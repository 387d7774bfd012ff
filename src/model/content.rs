//! Free-form site content: known fields are checked, everything else is kept
//! verbatim in `extra`.

use serde::{Deserialize, Serialize};
use serde_json::{Number, Value};

use crate::error::FieldError;
use crate::model::common::{require_text, to_document, Document};
use crate::model::resource::Resource;

#[derive(Debug, Clone, Serialize, Deserialize)]
pub struct Blog {
    #[serde(skip_serializing_if = "Option::is_none")]
    pub title: Option<String>,
    #[serde(skip_serializing_if = "Option::is_none")]
    pub category: Option<String>,
    #[serde(flatten)]
    pub extra: Document,
}

impl Resource for Blog {
    const COLLECTION: &'static str = "blogs";
    const NAME: &'static str = "Blog";
    const FILTER_FIELD: Option<&'static str> = Some("category");

    fn validate(&self) -> Vec<FieldError> {
        let mut errors = Vec::new();
        require_text(&mut errors, "title", &self.title);
        errors
    }
}

#[derive(Debug, Clone, Serialize, Deserialize)]
pub struct PortfolioItem {
    #[serde(skip_serializing_if = "Option::is_none")]
    pub category: Option<String>,
    #[serde(flatten)]
    pub extra: Document,
}

impl Resource for PortfolioItem {
    const COLLECTION: &'static str = "portfolio";
    const NAME: &'static str = "Portfolio item";
    const FILTER_FIELD: Option<&'static str> = Some("category");
}

#[derive(Debug, Clone, Serialize, Deserialize)]
pub struct Product {
    #[serde(skip_serializing_if = "Option::is_none")]
    pub name: Option<String>,
    #[serde(skip_serializing_if = "Option::is_none")]
    pub category: Option<String>,
    #[serde(skip_serializing_if = "Option::is_none")]
    pub price: Option<Number>,
    #[serde(flatten)]
    pub extra: Document,
}

impl Resource for Product {
    const COLLECTION: &'static str = "products";
    const NAME: &'static str = "Product";
    const FILTER_FIELD: Option<&'static str> = Some("category");

    fn validate(&self) -> Vec<FieldError> {
        let mut errors = Vec::new();
        require_text(&mut errors, "name", &self.name);
        if let Some(price) = self.price.as_ref().and_then(Number::as_f64) {
            if price < 0.0 {
                errors.push(FieldError::new("price", "price must not be negative"));
            }
        }
        errors
    }
}

#[derive(Debug, Clone, Serialize, Deserialize)]
pub struct TeamMember {
    #[serde(skip_serializing_if = "Option::is_none")]
    pub name: Option<String>,
    #[serde(skip_serializing_if = "Option::is_none")]
    pub department: Option<String>,
    #[serde(flatten)]
    pub extra: Document,
}

impl Resource for TeamMember {
    const COLLECTION: &'static str = "our_team";
    const NAME: &'static str = "Team member";
    const FILTER_FIELD: Option<&'static str> = Some("department");

    fn validate(&self) -> Vec<FieldError> {
        let mut errors = Vec::new();
        require_text(&mut errors, "name", &self.name);
        errors
    }
}

#[derive(Debug, Clone, Serialize, Deserialize)]
pub struct Testimonial {
    #[serde(skip_serializing_if = "Option::is_none")]
    pub name: Option<String>,
    #[serde(skip_serializing_if = "Option::is_none")]
    pub message: Option<String>,
    #[serde(skip_serializing_if = "Option::is_none")]
    pub rating: Option<Number>,
    #[serde(flatten)]
    pub extra: Document,
}

impl Resource for Testimonial {
    const COLLECTION: &'static str = "testimonials";
    const NAME: &'static str = "Testimonial";

    fn validate(&self) -> Vec<FieldError> {
        let mut errors = Vec::new();
        require_text(&mut errors, "name", &self.name);
        require_text(&mut errors, "message", &self.message);
        if let Some(rating) = &self.rating {
            let in_range = rating.as_f64().map_or(false, |r| (1.0..=5.0).contains(&r));
            if !in_range {
                errors.push(FieldError::new("rating", "rating must be between 1 and 5"));
            }
        }
        errors
    }
}

/// Entry of the `/categories` taxonomy.
#[derive(Debug, Clone, Serialize, Deserialize)]
pub struct Category {
    #[serde(skip_serializing_if = "Option::is_none")]
    pub name: Option<String>,
    #[serde(flatten)]
    pub extra: Document,
}

impl Resource for Category {
    const COLLECTION: &'static str = "categories";
    const NAME: &'static str = "Category";

    fn validate(&self) -> Vec<FieldError> {
        let mut errors = Vec::new();
        require_text(&mut errors, "name", &self.name);
        errors
    }
}

#[derive(Debug, Clone, Serialize, Deserialize)]
pub struct Technology {
    #[serde(skip_serializing_if = "Option::is_none")]
    pub name: Option<String>,
    #[serde(flatten)]
    pub extra: Document,
}

impl Resource for Technology {
    const COLLECTION: &'static str = "technologies";
    const NAME: &'static str = "Technology";

    fn validate(&self) -> Vec<FieldError> {
        let mut errors = Vec::new();
        require_text(&mut errors, "name", &self.name);
        errors
    }
}

#[derive(Debug, Clone, Serialize, Deserialize)]
#[serde(rename_all = "camelCase")]
pub struct Service {
    #[serde(skip_serializing_if = "Option::is_none")]
    pub title: Option<String>,
    #[serde(skip_serializing_if = "Option::is_none")]
    pub paragraph: Option<String>,
    #[serde(skip_serializing_if = "Option::is_none")]
    pub key_features: Option<Vec<Value>>,
    #[serde(skip_serializing_if = "Option::is_none")]
    pub technologies: Option<Vec<Value>>,
    #[serde(skip_serializing_if = "Option::is_none")]
    pub total_projects: Option<Number>,
    #[serde(skip_serializing_if = "Option::is_none")]
    pub category: Option<String>,
    #[serde(flatten)]
    pub extra: Document,
}

impl Resource for Service {
    const COLLECTION: &'static str = "services";
    const NAME: &'static str = "Service";
    const FILTER_FIELD: Option<&'static str> = Some("category");

    fn validate(&self) -> Vec<FieldError> {
        let mut errors = Vec::new();
        require_text(&mut errors, "title", &self.title);
        require_text(&mut errors, "paragraph", &self.paragraph);
        errors
    }

    fn into_document(mut self) -> anyhow::Result<Document> {
        self.key_features.get_or_insert_with(Vec::new);
        self.technologies.get_or_insert_with(Vec::new);
        self.total_projects.get_or_insert_with(|| Number::from(0));
        self.category.get_or_insert_with(|| "General".to_string());
        to_document(&self)
    }
}

#[cfg(test)]
mod tests {
    use super::*;
    use serde_json::json;

    #[test]
    fn test_extra_fields_round_trip() {
        let body = json!({
            "title": "Launch week",
            "category": "News",
            "body": "We shipped.",
            "tags": ["release", "web"],
        });
        let blog: Blog = serde_json::from_value(body.clone()).unwrap();
        assert!(blog.validate().is_empty());
        let doc = blog.into_document().unwrap();
        assert_eq!(Value::Object(doc), body);
    }

    #[test]
    fn test_product_requires_name() {
        let product: Product = serde_json::from_value(json!({"price": 10})).unwrap();
        let errors = product.validate();
        assert_eq!(errors.len(), 1);
        assert_eq!(errors[0].field, "name");
    }

    #[test]
    fn test_product_price_keeps_integer_form() {
        let product: Product =
            serde_json::from_value(json!({"name": "Plan A", "category": "Hosting", "price": 10}))
                .unwrap();
        let doc = product.into_document().unwrap();
        assert_eq!(doc["price"], json!(10));
    }

    #[test]
    fn test_testimonial_rating_range() {
        let ok: Testimonial =
            serde_json::from_value(json!({"name": "Rina", "message": "Great", "rating": 5})).unwrap();
        assert!(ok.validate().is_empty());

        let bad: Testimonial =
            serde_json::from_value(json!({"name": "Rina", "message": "Great", "rating": 9})).unwrap();
        assert_eq!(bad.validate()[0].field, "rating");
    }

    #[test]
    fn test_service_defaults() {
        let service: Service =
            serde_json::from_value(json!({"title": "Web", "paragraph": "Sites"})).unwrap();
        let doc = service.into_document().unwrap();
        assert_eq!(doc["keyFeatures"], json!([]));
        assert_eq!(doc["technologies"], json!([]));
        assert_eq!(doc["totalProjects"], json!(0));
        assert_eq!(doc["category"], json!("General"));
    }
}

^^^^

Task statement:
Search the entries for lines with the string "COLLECTION", then report their number alone.

Written answer:
8